**Collected data**

//! RepCount CLI
//!
//! Usage:
//!   repcount --input session.txt                 # Replay a recorded sample file
//!   tracker | repcount                           # Read samples from stdin
//!   repcount --calibration cal.json --json       # JSON lines output
//!
//! Input lines: `<limb> <time_secs> <angle_deg>` or `reset <limb>`.

use clap::Parser;
use colored::Colorize;
use log::warn;
use std::fs::File;
use std::io::{self, BufRead, BufReader, Write};

use repcount::core::{load_calibration, load_config, CounterConfig, SampleParser, Session, SessionSummary};
use repcount::types::{Calibration, Feedback, InputLine, PerLimb, SampleOutput};
use repcount::VERSION;

#[derive(Parser, Debug)]
#[command(
    name = "repcount",
    version = VERSION,
    about = "Count exercise reps from a stream of joint angles",
    long_about = "RepCount turns per-frame joint angles into counted repetitions\n\
                  with live form feedback.\n\n\
                  Input lines:\n  \
                  <limb> <time_secs> <angle_deg>   e.g. 'L 0.033 162.5'\n  \
                  reset <limb>                     clear detection state for a limb\n\n\
                  Stages:\n  \
                  DOWN        - Extended\n  \
                  MOVING_UP   - Curling\n  \
                  UP          - Contracted\n  \
                  MOVING_DOWN - Lowering"
)]
struct Args {
    /// Sample file (default: stdin)
    #[arg(short, long)]
    input: Option<String>,

    /// Contracted threshold in degrees
    #[arg(long, default_value_t = 40.0)]
    contracted: f64,

    /// Extended threshold in degrees
    #[arg(long, default_value_t = 160.0)]
    extended: f64,

    /// Calibration JSON file (overrides --contracted/--extended)
    #[arg(long)]
    calibration: Option<String>,

    /// Counter config JSON file
    #[arg(long)]
    config: Option<String>,

    /// Seed for compliment selection
    #[arg(long)]
    seed: Option<u64>,

    /// Output as JSON lines
    #[arg(long)]
    json: bool,

    /// Disable colors in output
    #[arg(long)]
    no_color: bool,

    /// Show velocity and reason codes
    #[arg(long)]
    verbose: bool,

    /// Only print commits, reps and feedback changes
    #[arg(short, long)]
    quiet: bool,
}

fn main() {
    env_logger::init();
    let args = Args::parse();

    if args.no_color {
        colored::control::set_override(false);
    }

    let calibration = match resolve_calibration(&args) {
        Ok(cal) => cal,
        Err(e) => fail(&e),
    };
    let config = match args.config.as_deref().map(|path| load_config(path)).transpose() {
        Ok(config) => config.unwrap_or_default(),
        Err(e) => fail(&format!("config: {}", e)),
    };

    let mut session = match args.seed {
        Some(seed) => Session::with_seed(calibration, config, seed),
        None => Session::new(calibration, config),
    };

    let reader: Box<dyn BufRead> = match &args.input {
        Some(path) => {
            let file = File::open(path).unwrap_or_else(|e| fail(&format!("cannot open {}: {}", path, e)));
            Box::new(BufReader::new(file))
        }
        None => Box::new(BufReader::new(io::stdin())),
    };

    if !args.json && !args.quiet {
        print_header(&calibration, &config);
    }

    run(reader, &mut session, &args, &mut io::stdout().lock());

    print_summary(&session.summary(), args.json);
}

/// Calibration from file, or from the threshold flags
fn resolve_calibration(args: &Args) -> Result<Calibration, String> {
    let calibration = match &args.calibration {
        Some(path) => load_calibration(path).map_err(|e| format!("calibration: {}", e))?,
        None => Calibration::new(args.contracted, args.extended),
    };
    calibration
        .validate()
        .map_err(|e| format!("calibration: {}", e))?;
    Ok(calibration)
}

/// Feed every input line through the session
fn run(reader: impl BufRead, session: &mut Session, args: &Args, out: &mut impl Write) {
    let parser = SampleParser::new();
    let mut last_feedback: PerLimb<Option<Feedback>> = PerLimb::default();

    for (number, line) in reader.lines().enumerate() {
        let line = match line {
            Ok(line) => line,
            Err(e) => {
                warn!("read error after line {}: {}", number, e);
                break;
            }
        };

        let rendered = match parser.parse_line(&line) {
            Ok(InputLine::Skip) => None,
            Ok(InputLine::Reset(limb)) => {
                session.reset_limb(limb);
                (!args.json).then(|| format!("↺ {} reset", limb).dimmed().to_string())
            }
            Ok(InputLine::Sample(sample)) => {
                let output = session.ingest(sample);
                let previous = &mut last_feedback[output.limb];
                let feedback_changed = output.feedback.is_some() && output.feedback != *previous;
                if output.feedback.is_some() {
                    *previous = output.feedback;
                }
                (!args.quiet || is_notable(&output, feedback_changed))
                    .then(|| format_output(&output, args))
            }
            Err(reason) => {
                warn!("line {}: {} ({:?})", number + 1, reason, line);
                None
            }
        };

        if let Some(text) = rendered {
            if let Err(e) = writeln!(out, "{}", text) {
                warn!("write error at line {}: {}", number + 1, e);
                break;
            }
        }
    }
}

fn is_notable(output: &SampleOutput, feedback_changed: bool) -> bool {
    output.transition.is_some() || output.rep.is_some() || feedback_changed
}

fn format_output(output: &SampleOutput, args: &Args) -> String {
    if args.json {
        return serde_json::to_string(output)
            .unwrap_or_else(|e| format!("{{\"error\":\"{}\"}}", e));
    }
    let line = if args.no_color {
        output.to_parseable_string()
    } else {
        output.to_terminal_string()
    };
    if args.verbose {
        format!("{} | {}", line, output.to_verbose_suffix())
    } else {
        line
    }
}

/// Print header
fn print_header(calibration: &Calibration, config: &CounterConfig) {
    println!("{}", format!("RepCount v{}", VERSION).bold());
    println!(
        "contracted={:.1}° extended={:.1}° | margin={:.1}° hold={:.2}s min_rep={:.2}s",
        calibration.contracted_threshold,
        calibration.extended_threshold,
        config.hysteresis_margin,
        config.state_hold_time,
        config.min_rep_duration
    );
    println!();
}

/// Print end-of-run summary
fn print_summary(summary: &SessionSummary, json: bool) {
    if json {
        match serde_json::to_string(summary) {
            Ok(line) => println!("{}", line),
            Err(e) => eprintln!("summary: {}", e),
        }
        return;
    }

    println!();
    println!("{}", "Session summary".bold());
    println!("  samples: {}", summary.samples);
    for (limb, line) in summary.limbs.iter() {
        let best = line
            .best_rep_time
            .map(|t| format!("{:.2}s", t))
            .unwrap_or_else(|| "-".to_string());
        println!(
            "  {:<5} reps={} best={} issues={}",
            limb,
            line.rep_count.to_string().green().bold(),
            best,
            line.issues.total()
        );
    }
}

fn fail(message: &str) -> ! {
    eprintln!("{} {}", "error:".red().bold(), message);
    std::process::exit(1);
}

// =============================================================================
// TESTS
// =============================================================================

#[cfg(test)]
mod tests {
    use super::*;

    /// Writer whose reader went away
    struct ClosedPipe;

    impl Write for ClosedPipe {
        fn write(&mut self, _: &[u8]) -> io::Result<usize> {
            Err(io::Error::from(io::ErrorKind::BrokenPipe))
        }

        fn flush(&mut self) -> io::Result<()> {
            Ok(())
        }
    }

    fn session() -> Session {
        Session::with_seed(Calibration::new(40.0, 160.0), CounterConfig::default(), 1)
    }

    const INPUT: &str = "L 0.00 170\nL 0.05 170\nL 0.10 170\nL 0.15 170\nL 0.20 170\n";

    #[test]
    fn test_run_stops_when_output_closes() {
        let args = Args::parse_from(["repcount", "--no-color"]);
        let mut session = session();

        run(INPUT.as_bytes(), &mut session, &args, &mut ClosedPipe);

        assert_eq!(session.samples(), 1);
    }

    #[test]
    fn test_run_writes_every_sample() {
        let args = Args::parse_from(["repcount", "--json"]);
        let mut session = session();
        let mut out = Vec::new();

        run(INPUT.as_bytes(), &mut session, &args, &mut out);

        assert_eq!(session.samples(), 5);
        let text = String::from_utf8(out).unwrap();
        assert_eq!(text.lines().count(), 5);
        assert!(text.lines().all(|line| line.starts_with('{')));
    }
}
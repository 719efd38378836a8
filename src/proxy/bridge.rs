use tokio::io::{AsyncRead, AsyncWrite};
use tokio_util::sync::CancellationToken;

use crate::error::Result;
use crate::group::{Policy, TaskGroup};
use crate::proxy::close::{close_on_cancel, Closable};
use crate::proxy::copy::copy_stream;

pub const CLIENT: &str = "client";
pub const UPSTREAM: &str = "upstream";
pub const CLIENT_TO_UPSTREAM: &str = "client->upstream";
pub const UPSTREAM_TO_CLIENT: &str = "upstream->client";

/// Relay bytes between `client` and `upstream` in both directions.
///
/// Returns as soon as either direction finishes, whether at end of stream,
/// because a peer hung up, or with an error, or when `parent` is cancelled.
/// Both streams are closed before this returns. Closures caused by a peer
/// hanging up or by cancellation are not errors; any other failures from
/// copying or closing are returned, several of them as one aggregated error.
pub async fn bridge<A, B>(parent: &CancellationToken, client: A, upstream: B) -> Result<()>
where
    A: AsyncRead + AsyncWrite + Send + 'static,
    B: AsyncRead + AsyncWrite + Send + 'static,
{
    let group = TaskGroup::new(parent);

    let (client_rd, client_wr) = tokio::io::split(client);
    let (upstream_rd, upstream_wr) = tokio::io::split(upstream);
    let client_wr = Closable::new(client_wr);
    let upstream_wr = Closable::new(upstream_wr);

    let sink = upstream_wr.clone();
    group.spawn("copy client->upstream", Policy::CancelOnExit, move |token| {
        copy_stream(token, CLIENT_TO_UPSTREAM, UPSTREAM, client_rd, sink)
    });

    let sink = client_wr.clone();
    group.spawn("copy upstream->client", Policy::CancelOnExit, move |token| {
        copy_stream(token, UPSTREAM_TO_CLIENT, CLIENT, upstream_rd, sink)
    });

    group.spawn("close client", Policy::CancelOnError, move |token| {
        close_on_cancel(token, CLIENT, client_wr)
    });
    group.spawn("close upstream", Policy::CancelOnError, move |token| {
        close_on_cancel(token, UPSTREAM, upstream_wr)
    });

    group.wait().await.into_result()
}
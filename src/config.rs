use std::env;
use std::fmt;
use std::net::SocketAddr;

use crate::error::{Error, Result};

/// Environment variable holding the `host:port` every accepted connection is
/// relayed to.
pub const DESTINATION_ADDR_ENV: &str = "TCP_RELAY_DESTINATION_ADDR";
/// Address family used when dialing the destination; defaults to `tcp6`.
pub const DIAL_FAMILY_ENV: &str = "TCP_RELAY_DIAL_FAMILY";
pub const LOG_FORMAT_ENV: &str = "LOG_FORMAT";

#[derive(Debug, Clone)]
pub struct Config {
    pub destination: Destination,
    pub log_format: LogFormat,
}

#[derive(Debug, Clone, PartialEq)]
pub enum LogFormat {
    Json,
    Pretty,
}

/// Which resolved addresses of the destination may be dialed.
#[derive(Debug, Clone, Copy, PartialEq, Eq)]
pub enum DialFamily {
    Any,
    Tcp4,
    Tcp6,
}

impl DialFamily {
    pub fn admits(self, addr: &SocketAddr) -> bool {
        match self {
            DialFamily::Any => true,
            DialFamily::Tcp4 => addr.is_ipv4(),
            DialFamily::Tcp6 => addr.is_ipv6(),
        }
    }
}

impl fmt::Display for DialFamily {
    fn fmt(&self, f: &mut fmt::Formatter<'_>) -> fmt::Result {
        f.write_str(match self {
            DialFamily::Any => "tcp",
            DialFamily::Tcp4 => "tcp4",
            DialFamily::Tcp6 => "tcp6",
        })
    }
}

/// Fixed relay destination in `host:port` form, resolved on every dial.
#[derive(Debug, Clone, PartialEq, Eq)]
pub struct Destination {
    addr: String,
    family: DialFamily,
}

impl Destination {
    pub fn new(addr: impl Into<String>, family: DialFamily) -> Result<Self> {
        let addr = addr.into();
        validate_host_port(&addr)?;
        Ok(Self { addr, family })
    }

    pub fn addr(&self) -> &str {
        &self.addr
    }

    pub fn family(&self) -> DialFamily {
        self.family
    }
}

impl fmt::Display for Destination {
    fn fmt(&self, f: &mut fmt::Formatter<'_>) -> fmt::Result {
        write!(f, "{}/{}", self.family, self.addr)
    }
}

impl Config {
    pub fn from_env() -> Result<Self> {
        Self::from_lookup(|key| env::var(key).ok())
    }

    /// Build the configuration from an arbitrary variable lookup.
    pub fn from_lookup<F>(lookup: F) -> Result<Self>
    where
        F: Fn(&str) -> Option<String>,
    {
        let addr = lookup(DESTINATION_ADDR_ENV).ok_or_else(|| {
            Error::Config(format!(
                "required environment variable {DESTINATION_ADDR_ENV} is not set"
            ))
        })?;

        let family = match lookup(DIAL_FAMILY_ENV)
            .unwrap_or_else(|| "tcp6".into())
            .to_lowercase()
            .as_str()
        {
            "any" | "tcp" => DialFamily::Any,
            "tcp4" => DialFamily::Tcp4,
            "tcp6" => DialFamily::Tcp6,
            other => {
                return Err(Error::Config(format!(
                    "invalid {DIAL_FAMILY_ENV} '{other}': must be 'any', 'tcp4' or 'tcp6'"
                )))
            }
        };

        let log_format = match lookup(LOG_FORMAT_ENV)
            .unwrap_or_else(|| "json".into())
            .to_lowercase()
            .as_str()
        {
            "json" => LogFormat::Json,
            "pretty" => LogFormat::Pretty,
            other => {
                return Err(Error::Config(format!(
                    "invalid {LOG_FORMAT_ENV} '{other}': must be 'json' or 'pretty'"
                )))
            }
        };

        Ok(Config {
            destination: Destination::new(addr, family)?,
            log_format,
        })
    }
}

fn validate_host_port(addr: &str) -> Result<()> {
    let invalid = |why: &str| Error::Config(format!("invalid {DESTINATION_ADDR_ENV} '{addr}': {why}"));

    let (host, port) = addr.rsplit_once(':').ok_or_else(|| invalid("missing port"))?;
    let host = host
        .strip_prefix('[')
        .and_then(|h| h.strip_suffix(']'))
        .unwrap_or(host);

    if host.is_empty() {
        return Err(invalid("missing host"));
    }
    if host.contains(':') && !addr.starts_with('[') {
        return Err(invalid("IPv6 hosts must be enclosed in brackets"));
    }
    port.parse::<u16>().map_err(|_| invalid("port must be a number between 0 and 65535"))?;

    Ok(())
}
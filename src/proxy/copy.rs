use tokio::io::{AsyncRead, AsyncWrite};
use tokio_util::sync::CancellationToken;
use tracing::debug;

use crate::error::{is_benign_closure, Error, Result};
use crate::proxy::close::Closable;

/// Copy `src` into `dst` until `src` reaches end of stream, the copy fails,
/// or `token` is cancelled.
///
/// On end of stream `dst` is shut down so its peer sees the same EOF. A copy
/// that ends because either stream was closed under it counts as a clean
/// completion; only other I/O failures are returned.
pub async fn copy_stream<R, W>(
    token: CancellationToken,
    direction: &'static str,
    sink: &'static str,
    mut src: R,
    dst: Closable<W>,
) -> Result<()>
where
    R: AsyncRead + Unpin + Send,
    W: AsyncWrite + Unpin + Send,
{
    let mut slot = dst.lock().await;
    let Some(writer) = slot.as_mut() else {
        // Closed before we got to it.
        return Ok(());
    };

    let copied = tokio::select! {
        result = tokio::io::copy(&mut src, writer) => result,
        _ = token.cancelled() => {
            debug!(direction, "copy stopped by cancellation");
            return Ok(());
        }
    };

    match copied {
        Ok(bytes) => {
            debug!(direction, bytes, "copy reached end of stream");
            drop(slot);
            match dst.close().await {
                Ok(_) => Ok(()),
                Err(e) if is_benign_closure(&e) => Ok(()),
                Err(e) => Err(Error::Close {
                    stream: sink,
                    source: e,
                }),
            }
        }
        Err(e) if is_benign_closure(&e) => {
            debug!(direction, error = %e, "copy ended by closed stream");
            Ok(())
        }
        Err(e) => Err(Error::Copy {
            direction,
            source: e,
        }),
    }
}

#[cfg(test)]
mod tests {
    use std::io;
    use std::pin::Pin;
    use std::task::{Context, Poll};
    use std::time::Duration;

    use tokio::io::{AsyncReadExt, AsyncWriteExt, ReadBuf};
    use tokio::time::timeout;

    use super::*;

    struct BrokenReader;

    impl AsyncRead for BrokenReader {
        fn poll_read(
            self: Pin<&mut Self>,
            _: &mut Context<'_>,
            _: &mut ReadBuf<'_>,
        ) -> Poll<io::Result<()>> {
            Poll::Ready(Err(io::Error::new(io::ErrorKind::Other, "device unplugged")))
        }
    }

    #[tokio::test]
    async fn copies_everything_then_propagates_eof() {
        let (mut client, src) = tokio::io::duplex(16);
        let (dst, mut server) = tokio::io::duplex(16);
        let token = CancellationToken::new();
        let task = tokio::spawn(copy_stream(token, "a->b", "b", src, Closable::new(dst)));

        let payload: Vec<u8> = (0..=255u8).cycle().take(4096).collect();
        let expected = payload.clone();
        let writer = tokio::spawn(async move {
            client.write_all(&payload).await.unwrap();
            client.shutdown().await.unwrap();
        });

        let mut received = Vec::new();
        timeout(Duration::from_secs(5), server.read_to_end(&mut received))
            .await
            .unwrap()
            .unwrap();
        assert_eq!(received, expected);

        writer.await.unwrap();
        timeout(Duration::from_secs(5), task).await.unwrap().unwrap().unwrap();
    }

    #[tokio::test]
    async fn cancellation_unblocks_a_pending_copy() {
        let (_client, src) = tokio::io::duplex(16);
        let (dst, _server) = tokio::io::duplex(16);
        let token = CancellationToken::new();
        let task = tokio::spawn(copy_stream(token.clone(), "a->b", "b", src, Closable::new(dst)));

        tokio::time::sleep(Duration::from_millis(20)).await;
        assert!(!task.is_finished());

        token.cancel();
        timeout(Duration::from_secs(5), task).await.unwrap().unwrap().unwrap();
    }

    #[tokio::test]
    async fn writing_to_a_departed_peer_is_benign() {
        let (mut client, src) = tokio::io::duplex(64);
        let (dst, server) = tokio::io::duplex(64);
        drop(server);

        client.write_all(b"nobody is listening").await.unwrap();
        let result = copy_stream(CancellationToken::new(), "a->b", "b", src, Closable::new(dst)).await;
        assert!(result.is_ok(), "{result:?}");
    }

    #[tokio::test]
    async fn unexpected_read_errors_are_reported() {
        let (dst, _server) = tokio::io::duplex(16);
        let result = copy_stream(
            CancellationToken::new(),
            "a->b",
            "b",
            BrokenReader,
            Closable::new(dst),
        )
        .await;

        match result {
            Err(Error::Copy { direction, source }) => {
                assert_eq!(direction, "a->b");
                assert_eq!(source.kind(), io::ErrorKind::Other);
            }
            other => panic!("expected copy error, got {other:?}"),
        }
    }

    #[tokio::test]
    async fn already_closed_sink_is_a_no_op() {
        let (_client, src) = tokio::io::duplex(16);
        let (dst, _server) = tokio::io::duplex(16);
        let dst = Closable::new(dst);
        dst.close().await.unwrap();

        let result = copy_stream(CancellationToken::new(), "a->b", "b", src, dst).await;
        assert!(result.is_ok());
    }
}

**What is needed**
Look above for the line containing "must be 'json'" and the line containing "let host = host". Transcribe both, with the lines between them, exactly.

**Answer space**
                    "invalid {LOG_FORMAT_ENV} '{other}': must be 'json' or 'pretty'"
                )))
            }
        };

        Ok(Config {
            destination: Destination::new(addr, family)?,
            log_format,
        })
    }
}

fn validate_host_port(addr: &str) -> Result<()> {
    let invalid = |why: &str| Error::Config(format!("invalid {DESTINATION_ADDR_ENV} '{addr}': {why}"));

    let (host, port) = addr.rsplit_once(':').ok_or_else(|| invalid("missing port"))?;
    let host = host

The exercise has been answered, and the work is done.